- Directions for this task:
Could you filter the records below and return each line that holds "Option"?

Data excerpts
//! Report export: CSV tables, a JSON summary and a plain-text overview.
//!
//! Artifacts for one run land in `{out_dir}/dashboard_{timestamp}/`:
//! - `aligned.csv`: the full aligned table
//! - `tier_{top,second,third,fourth}.csv`: one table per tier
//! - `summary.json`: per-column summary and dataset hash

use std::fmt::Write as _;
use std::path::{Path, PathBuf};

use anyhow::{Context, Result};
use chrono::NaiveDate;
use serde::{Deserialize, Serialize};
use steamtrend_core::data::DataSource;
use steamtrend_core::{AlignedTable, AppId, Tier};

use crate::pipeline::Dashboard;

// ─── CSV export ─────────────────────────────────────────────────────

/// Export an aligned table as CSV.
///
/// Columns: month, then one per series label. Undefined cells are empty.
pub fn export_table_csv(table: &AlignedTable) -> Result<String> {
    let mut wtr = csv::Writer::from_writer(vec![]);

    let mut header = vec!["month"];
    header.extend(table.labels());
    wtr.write_record(&header)?;

    for (row, date) in table.axis().iter().enumerate() {
        let mut record = vec![date.format("%Y-%m-%d").to_string()];
        record.extend(
            table
                .columns()
                .iter()
                .map(|c| c.values[row].map(|v| format!("{v:.0}")).unwrap_or_default()),
        );
        wtr.write_record(&record)?;
    }

    let data = wtr.into_inner().context("failed to flush CSV writer")?;
    String::from_utf8(data).context("CSV output is not valid UTF-8")
}

// ─── Summary ────────────────────────────────────────────────────────

#[derive(Debug, Clone, PartialEq, Serialize, Deserialize)]
pub struct ColumnSummary {
    pub label: String,
    pub tier: Option<Tier>,
    /// Value in the final row, if defined.
    pub last: Option<f64>,
    pub defined_months: usize,
    pub source: Option<DataSource>,
}

#[derive(Debug, Clone, PartialEq, Serialize, Deserialize)]
pub struct DashboardSummary {
    pub dataset_hash: String,
    pub months: usize,
    pub first_month: Option<NaiveDate>,
    pub last_month: Option<NaiveDate>,
    pub columns: Vec<ColumnSummary>,
    pub skipped: Vec<AppId>,
}

/// Summarize a dashboard, columns sorted by final value (highest first,
/// undefined last).
pub fn summarize(dashboard: &Dashboard) -> DashboardSummary {
    let table = &dashboard.table;
    let mut columns: Vec<ColumnSummary> = table
        .labels()
        .into_iter()
        .map(|label| ColumnSummary {
            label: label.to_string(),
            tier: dashboard.tiers.tier_of(label),
            last: table.last_value(label),
            defined_months: table.defined_count(label),
            source: dashboard.sources.get(label).copied(),
        })
        .collect();
    columns.sort_by(|a, b| {
        b.last
            .unwrap_or(f64::NEG_INFINITY)
            .total_cmp(&a.last.unwrap_or(f64::NEG_INFINITY))
    });

    DashboardSummary {
        dataset_hash: dashboard.dataset_hash.clone(),
        months: table.len(),
        first_month: table.axis().first().copied(),
        last_month: table.axis().last().copied(),
        columns,
        skipped: dashboard.skipped.clone(),
    }
}

/// Fixed-width overview for the terminal.
pub fn format_summary(summary: &DashboardSummary) -> String {
    let mut out = String::new();
    let span = match (summary.first_month, summary.last_month) {
        (Some(first), Some(last)) => format!("{first} .. {last}"),
        _ => "no data".to_string(),
    };
    let _ = writeln!(out, "Months:  {} ({span})", summary.months);
    let _ = writeln!(out, "Series:  {}", summary.columns.len());
    let _ = writeln!(out, "Skipped: {}", summary.skipped.len());
    let _ = writeln!(out, "Hash:    {}", summary.dataset_hash);
    let _ = writeln!(out);
    let _ = writeln!(out, "{:<40} {:>8} {:>12} {:>7}", "Game", "Tier", "Players", "Months");
    let _ = writeln!(out, "{}", "-".repeat(70));
    for c in &summary.columns {
        let tier = c.tier.map(|t| t.label()).unwrap_or("-");
        let last = c.last.map(|v| format!("{v:.0}")).unwrap_or_else(|| "-".into());
        let _ = writeln!(
            out,
            "{:<40} {:>8} {:>12} {:>7}",
            truncate(&c.label, 40),
            tier,
            last,
            c.defined_months
        );
    }
    out
}

fn truncate(s: &str, width: usize) -> String {
    if s.chars().count() <= width {
        s.to_string()
    } else {
        let mut cut: String = s.chars().take(width - 1).collect();
        cut.push('…');
        cut
    }
}

// ─── Artifact bundle ────────────────────────────────────────────────

/// Save the artifact set for one dashboard run and return its directory.
pub fn save_report(dashboard: &Dashboard, output_dir: &Path) -> Result<PathBuf> {
    let dirname = format!("dashboard_{}", chrono::Local::now().format("%Y%m%d_%H%M%S"));
    let run_dir = output_dir.join(dirname);
    write_report(dashboard, &run_dir)?;
    Ok(run_dir)
}

/// Write the artifact set into `run_dir`, creating it if needed.
pub fn write_report(dashboard: &Dashboard, run_dir: &Path) -> Result<()> {
    std::fs::create_dir_all(run_dir)
        .with_context(|| format!("failed to create report dir: {}", run_dir.display()))?;

    let aligned = export_table_csv(&dashboard.table)?;
    write_file(&run_dir.join("aligned.csv"), &aligned)?;

    for (tier, table) in dashboard.tiers.iter() {
        let csv = export_table_csv(table)?;
        write_file(&run_dir.join(format!("tier_{}.csv", tier.label())), &csv)?;
    }

    let summary = serde_json::to_string_pretty(&summarize(dashboard))
        .context("failed to serialize dashboard summary")?;
    write_file(&run_dir.join("summary.json"), &summary)
}

fn write_file(path: &Path, contents: &str) -> Result<()> {
    std::fs::write(path, contents).with_context(|| format!("failed to write {}", path.display()))
}

#[cfg(test)]
mod tests {
    use super::*;
    use std::collections::BTreeMap;
    use steamtrend_core::{classify, SeriesColumn, TierThresholds};

    fn dashboard() -> Dashboard {
        let table = AlignedTable::new(
            vec![
                NaiveDate::from_ymd_opt(2024, 1, 31).unwrap(),
                NaiveDate::from_ymd_opt(2024, 2, 29).unwrap(),
            ],
            vec![
                SeriesColumn {
                    label: "Dota 2".into(),
                    values: vec![Some(400_000.0), Some(420_000.0)],
                },
                SeriesColumn {
                    label: "Niche".into(),
                    values: vec![Some(50.0), Some(40.0)],
                },
                SeriesColumn {
                    label: "Gone".into(),
                    values: vec![Some(9_000.0), None],
                },
            ],
        )
        .unwrap();
        let thresholds = TierThresholds::default();
        let tiers = classify(&table, &thresholds);
        Dashboard {
            dataset_hash: "abc".into(),
            sources: BTreeMap::from([("Dota 2".to_string(), DataSource::Cache)]),
            skipped: vec![440],
            table,
            tiers,
            thresholds,
        }
    }

    #[test]
    fn csv_has_month_column_and_empty_undefined_cells() {
        let csv = export_table_csv(&dashboard().table).unwrap();
        let lines: Vec<&str> = csv.lines().collect();
        assert_eq!(lines[0], "month,Dota 2,Niche,Gone");
        assert_eq!(lines[1], "2024-01-31,400000,50,9000");
        assert_eq!(lines[2], "2024-02-29,420000,40,");
    }

    #[test]
    fn empty_table_exports_header_only() {
        let csv = export_table_csv(&AlignedTable::default()).unwrap();
        assert_eq!(csv, "month\n");
    }

    #[test]
    fn summary_orders_by_last_value() {
        let summary = summarize(&dashboard());
        let labels: Vec<&str> = summary.columns.iter().map(|c| c.label.as_str()).collect();
        assert_eq!(labels, vec!["Dota 2", "Niche", "Gone"]);
        assert_eq!(summary.columns[0].tier, Some(Tier::Top));
        assert_eq!(summary.columns[0].source, Some(DataSource::Cache));
        assert_eq!(summary.columns[1].tier, None);
        assert_eq!(summary.columns[2].last, None);
        assert_eq!(summary.months, 2);
    }

    #[test]
    fn format_summary_lists_every_column() {
        let text = format_summary(&summarize(&dashboard()));
        assert!(text.contains("Months:  2 (2024-01-31 .. 2024-02-29)"));
        assert!(text.contains("Dota 2"));
        assert!(text.contains("420000"));
        assert!(text.contains("Skipped: 1"));
    }

    #[test]
    fn truncates_long_labels() {
        assert_eq!(truncate("abcdef", 4), "abc…");
        assert_eq!(truncate("abc", 4), "abc");
    }

    #[test]
    fn write_report_produces_all_files() {
        let dir = tempfile::tempdir().unwrap();
        write_report(&dashboard(), dir.path()).unwrap();

        for name in [
            "aligned.csv",
            "tier_top.csv",
            "tier_second.csv",
            "tier_third.csv",
            "tier_fourth.csv",
            "summary.json",
        ] {
            assert!(dir.path().join(name).is_file(), "{name} missing");
        }

        let top = std::fs::read_to_string(dir.path().join("tier_top.csv")).unwrap();
        assert!(top.starts_with("month,Dota 2\n"));

        let json = std::fs::read_to_string(dir.path().join("summary.json")).unwrap();
        let summary: DashboardSummary = serde_json::from_str(&json).unwrap();
        assert_eq!(summary.dataset_hash, "abc");
        assert_eq!(summary.skipped, vec![440]);
    }

    #[test]
    fn save_report_creates_timestamped_dir() {
        let dir = tempfile::tempdir().unwrap();
        let run_dir = save_report(&dashboard(), dir.path()).unwrap();
        assert!(run_dir.starts_with(dir.path()));
        assert!(run_dir
            .file_name()
            .unwrap()
            .to_string_lossy()
            .starts_with("dashboard_"));
        assert!(run_dir.join("aligned.csv").is_file());
    }
}
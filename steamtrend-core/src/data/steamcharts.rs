//! Player-count history from the chart-data endpoint.
//!
//! `GET {steamcharts}/app/{id}/chart-data.json` answers with
//! `{"data": [[timestamp_ms, players], ...]}`.

use reqwest::header::{HeaderMap, HeaderValue, TE};
use serde::Deserialize;

use super::client::{browser_headers, SteamClient, ACCEPT_JSON};
use super::provider::DataError;
use crate::series::{AppId, TimeSeriesPoint};

#[derive(Debug, Deserialize)]
struct ChartDataResponse {
    data: Vec<(i64, Option<f64>)>,
}

impl SteamClient {
    /// Fetch a game's player history. Empty on any non-200 response.
    pub fn player_history(&self, app_id: AppId) -> Result<Vec<TimeSeriesPoint>, DataError> {
        let id = app_id.to_string();
        let base = &self.endpoints().steamcharts;
        let url = self.endpoint(base, &["app", id.as_str(), "chart-data.json"])?;
        let referer = self.endpoint(base, &["app", id.as_str()])?;

        match self.get_text(&url, Some(chart_data_headers(referer.as_str()))) {
            Some(body) => parse_chart_data(&body),
            None => Ok(Vec::new()),
        }
    }
}

/// Browser header set plus `TE: trailers`, as the chart page's own XHR sends.
fn chart_data_headers(referer: &str) -> HeaderMap {
    let mut headers = browser_headers(ACCEPT_JSON, referer);
    headers.insert(TE, HeaderValue::from_static("trailers"));
    headers
}

/// Parse a chart-data body. Rows with a `null` player count are skipped.
pub fn parse_chart_data(body: &str) -> Result<Vec<TimeSeriesPoint>, DataError> {
    let response: ChartDataResponse = serde_json::from_str(body).map_err(|e| {
        DataError::ResponseFormatChanged(format!("failed to parse chart data: {e}"))
    })?;

    Ok(response
        .data
        .into_iter()
        .filter_map(|(timestamp, players)| players.map(|v| TimeSeriesPoint::new(timestamp, v)))
        .collect())
}
//! Community market: listing-page price history and paged item search.
//!
//! The listing page embeds its price history as a script literal,
//! `var line1=[["Jul 02 2014 01: +0",0.13,"1"], ...];`. The search endpoint
//! (`/market/search/render/?norender=1`) returns JSON pages of at most
//! `count` results.

use std::collections::BTreeMap;

use chrono::{NaiveDate, NaiveTime};
use serde::Deserialize;
use tracing::warn;

use super::client::{browser_headers, SteamClient, ACCEPT_ANY, ACCEPT_JSON};
use super::provider::{DataError, MarketItem};
use crate::series::{AppId, PricePoint};

const PRICE_MARKER: &str = "var line1=";

#[derive(Debug, Deserialize)]
pub struct SearchPage {
    pub total_count: u64,
    pub results: Vec<SearchResult>,
}

#[derive(Debug, Deserialize)]
pub struct SearchResult {
    pub hash_name: String,
    pub name: String,
    /// Cents.
    pub sell_price: u64,
    pub sell_listings: u64,
}

impl From<SearchResult> for MarketItem {
    fn from(result: SearchResult) -> Self {
        Self {
            name: result.name,
            price: result.sell_price as f64 / 100.0,
            listing_count: result.sell_listings,
        }
    }
}

impl SteamClient {
    /// Fetch an item's listing page and cut out the embedded price literal.
    ///
    /// `Ok(None)` on a non-200 response. A page without the marker is a
    /// format error.
    pub fn item_price_history_raw(
        &self,
        item_name: &str,
        app_id: AppId,
    ) -> Result<Option<String>, DataError> {
        let id = app_id.to_string();
        let url = self.endpoint(
            &self.endpoints().community,
            &["market", "listings", id.as_str(), item_name],
        )?;

        let Some(html) = self.get_text(&url, Some(browser_headers(ACCEPT_ANY, url.as_str()))) else {
            return Ok(None);
        };

        extract_embedded_series(&html)
            .map(|raw| Some(raw.to_string()))
            .ok_or_else(|| {
                DataError::ResponseFormatChanged(format!(
                    "no '{PRICE_MARKER}' literal on listing page for '{item_name}'"
                ))
            })
    }

    /// Page through the search endpoint and collect every item for a game.
    ///
    /// A single failed page discards everything gathered so far and yields an
    /// empty map.
    pub fn market_items(&self, app_id: AppId) -> Result<BTreeMap<String, MarketItem>, DataError> {
        let community = &self.endpoints().community;
        let mut referer = self.endpoint(community, &["market", "search"])?;
        referer.query_pairs_mut().append_pair("appid", &app_id.to_string());
        let page_size = self.page_size();

        paginate(page_size, |start| {
            let mut url = self.endpoint(community, &["market", "search", "render", ""])?;
            url.query_pairs_mut()
                .append_pair("query", "")
                .append_pair("start", &start.to_string())
                .append_pair("count", &page_size.to_string())
                .append_pair("search_descriptions", "0")
                .append_pair("sort_column", "price")
                .append_pair("sort_dir", "desc")
                .append_pair("appid", &app_id.to_string())
                .append_pair("norender", "1");

            match self.get_text(&url, Some(browser_headers(ACCEPT_JSON, referer.as_str()))) {
                Some(body) => parse_search_page(&body).map(Some),
                None => Ok(None),
            }
        })
    }
}

/// Drive a paged search. `fetch_page(start)` returns `None` for a failed page.
///
/// Stops after a page shorter than `page_size` or once `start` reaches the
/// reported total. Later pages overwrite earlier entries with the same key.
pub fn paginate<F>(
    page_size: u32,
    mut fetch_page: F,
) -> Result<BTreeMap<String, MarketItem>, DataError>
where
    F: FnMut(u64) -> Result<Option<SearchPage>, DataError>,
{
    let page_size = u64::from(page_size.max(1));
    let mut items = BTreeMap::new();
    let mut start = 0u64;

    loop {
        let Some(page) = fetch_page(start)? else {
            if !items.is_empty() {
                warn!(
                    discarded = items.len(),
                    start, "search page failed; discarding all gathered items"
                );
            }
            return Ok(BTreeMap::new());
        };

        let returned = page.results.len() as u64;
        for result in page.results {
            items.insert(result.hash_name.clone(), MarketItem::from(result));
        }

        start += page_size;
        if returned < page_size || start >= page.total_count {
            return Ok(items);
        }
    }
}

pub fn parse_search_page(body: &str) -> Result<SearchPage, DataError> {
    serde_json::from_str(body)
        .map_err(|e| DataError::ResponseFormatChanged(format!("failed to parse search page: {e}")))
}

/// Text between `var line1=` and the next `;`, if the marker is present.
pub fn extract_embedded_series(html: &str) -> Option<&str> {
    let start = html.find(PRICE_MARKER)? + PRICE_MARKER.len();
    let rest = &html[start..];
    let end = rest.find(';')?;
    Some(&rest[..end])
}

/// Decode the embedded price literal into `PricePoint`s.
///
/// Rows look like `["Jul 02 2014 01: +0", 0.13, "1"]`: an hourly UTC stamp,
/// the median price and the volume (sometimes a string).
pub fn parse_price_history(raw: &str) -> Result<Vec<PricePoint>, DataError> {
    let rows: Vec<(String, f64, serde_json::Value)> = serde_json::from_str(raw).map_err(|e| {
        DataError::ResponseFormatChanged(format!("failed to parse price history: {e}"))
    })?;

    rows.into_iter()
        .map(|(stamp, price, volume)| {
            Ok(PricePoint {
                timestamp: parse_market_stamp(&stamp)?,
                price,
                volume: parse_volume(&volume)?,
            })
        })
        .collect()
}

/// `"Jul 02 2014 01: +0"` → milliseconds since epoch.
fn parse_market_stamp(stamp: &str) -> Result<i64, DataError> {
    let bad = || {
        DataError::ResponseFormatChanged(format!("unrecognised market timestamp '{stamp}'"))
    };

    let head = stamp.split(':').next().ok_or_else(bad)?.trim();
    let (day, hour) = head.rsplit_once(' ').ok_or_else(bad)?;
    let date = NaiveDate::parse_from_str(day.trim(), "%b %d %Y").map_err(|_| bad())?;
    let hour: u32 = hour.parse().map_err(|_| bad())?;
    let time = NaiveTime::from_hms_opt(hour, 0, 0).ok_or_else(bad)?;

    Ok(date.and_time(time).and_utc().timestamp_millis())
}

fn parse_volume(volume: &serde_json::Value) -> Result<u64, DataError> {
    let parsed = match volume {
        serde_json::Value::Number(n) => n.as_u64(),
        serde_json::Value::String(s) => s.trim().replace(',', "").parse().ok(),
        _ => None,
    };
    parsed.ok_or_else(|| DataError::ResponseFormatChanged(format!("unrecognised volume {volume}")))
}

#[cfg(test)]
mod tests {
    use super::*;

    fn result(hash: &str, cents: u64) -> SearchResult {
        SearchResult {
            hash_name: hash.into(),
            name: hash.to_uppercase(),
            sell_price: cents,
            sell_listings: 3,
        }
    }

    fn page(total: u64, results: Vec<SearchResult>) -> SearchPage {
        SearchPage {
            total_count: total,
            results,
        }
    }

    #[test]
    fn extracts_literal_between_marker_and_semicolon() {
        let html = r#"<script>var g_x = 1; var line1=[["Jul 02 2014 01: +0",0.13,"1"]]; var line2=[];</script>"#;
        assert_eq!(
            extract_embedded_series(html),
            Some(r#"[["Jul 02 2014 01: +0",0.13,"1"]]"#)
        );
    }

    #[test]
    fn missing_marker_extracts_nothing() {
        assert_eq!(extract_embedded_series("<html>no prices</html>"), None);
    }

    #[test]
    fn parses_price_rows() {
        let raw = r#"[["Jul 02 2014 01: +0",0.13,"1"],["Jul 03 2014 17: +0",0.25,"1,204"],["Jul 04 2014 00: +0",0.3,7]]"#;
        let points = parse_price_history(raw).unwrap();
        assert_eq!(points.len(), 3);
        // 2014-07-02T01:00:00Z
        assert_eq!(points[0].timestamp, 1_404_262_800_000);
        assert_eq!(points[0].price, 0.13);
        assert_eq!(points[0].volume, 1);
        assert_eq!(points[1].volume, 1204);
        assert_eq!(points[2].volume, 7);
    }

    #[test]
    fn bad_stamp_is_a_format_error() {
        let err = parse_price_history(r#"[["yesterday",0.13,"1"]]"#).unwrap_err();
        assert!(matches!(err, DataError::ResponseFormatChanged(_)));
    }

    #[test]
    fn search_page_parses_and_converts_cents() {
        let body = r#"{"success":true,"start":0,"pagesize":100,"total_count":1,
            "results":[{"name":"Chroma 2 Case","hash_name":"Chroma 2 Case","sell_listings":52113,"sell_price":57,"sell_price_text":"$0.57"}]}"#;
        let page = parse_search_page(body).unwrap();
        assert_eq!(page.total_count, 1);
        let item = MarketItem::from(page.results.into_iter().next().unwrap());
        assert_eq!(item.name, "Chroma 2 Case");
        assert!((item.price - 0.57).abs() < 1e-12);
        assert_eq!(item.listing_count, 52113);
    }

    #[test]
    fn paginate_stops_on_short_page() {
        let mut starts = Vec::new();
        let items = paginate(2, |start| {
            starts.push(start);
            Ok(Some(match start {
                0 => page(10, vec![result("a", 100), result("b", 200)]),
                2 => page(10, vec![result("c", 300)]),
                _ => unreachable!("requested page past a short page"),
            }))
        })
        .unwrap();
        assert_eq!(starts, vec![0, 2]);
        assert_eq!(items.len(), 3);
        assert_eq!(items["b"].price, 2.0);
    }

    #[test]
    fn paginate_stops_at_total_count() {
        let mut calls = 0;
        let items = paginate(2, |_| {
            calls += 1;
            Ok(Some(page(2, vec![result("a", 1), result("b", 2)])))
        })
        .unwrap();
        assert_eq!(calls, 1);
        assert_eq!(items.len(), 2);
    }

    #[test]
    fn later_pages_overwrite_duplicates() {
        let items = paginate(1, |start| {
            Ok(Some(match start {
                0 => page(2, vec![result("a", 100)]),
                _ => page(2, vec![result("a", 900)]),
            }))
        })
        .unwrap();
        assert_eq!(items.len(), 1);
        assert_eq!(items["a"].price, 9.0);
    }

    #[test]
    fn failed_page_discards_everything() {
        let items = paginate(1, |start| {
            Ok(match start {
                0 => Some(page(5, vec![result("a", 100)])),
                _ => None,
            })
        })
        .unwrap();
        assert!(items.is_empty());
    }
}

- Task response:
    pub tier: Option<Tier>,
    pub last: Option<f64>,
    pub source: Option<DataSource>,
    pub first_month: Option<NaiveDate>,
    pub last_month: Option<NaiveDate>,
    data: Vec<(i64, Option<f64>)>,
    ) -> Result<Option<String>, DataError> {
    F: FnMut(u64) -> Result<Option<SearchPage>, DataError>,
pub fn extract_embedded_series(html: &str) -> Option<&str> {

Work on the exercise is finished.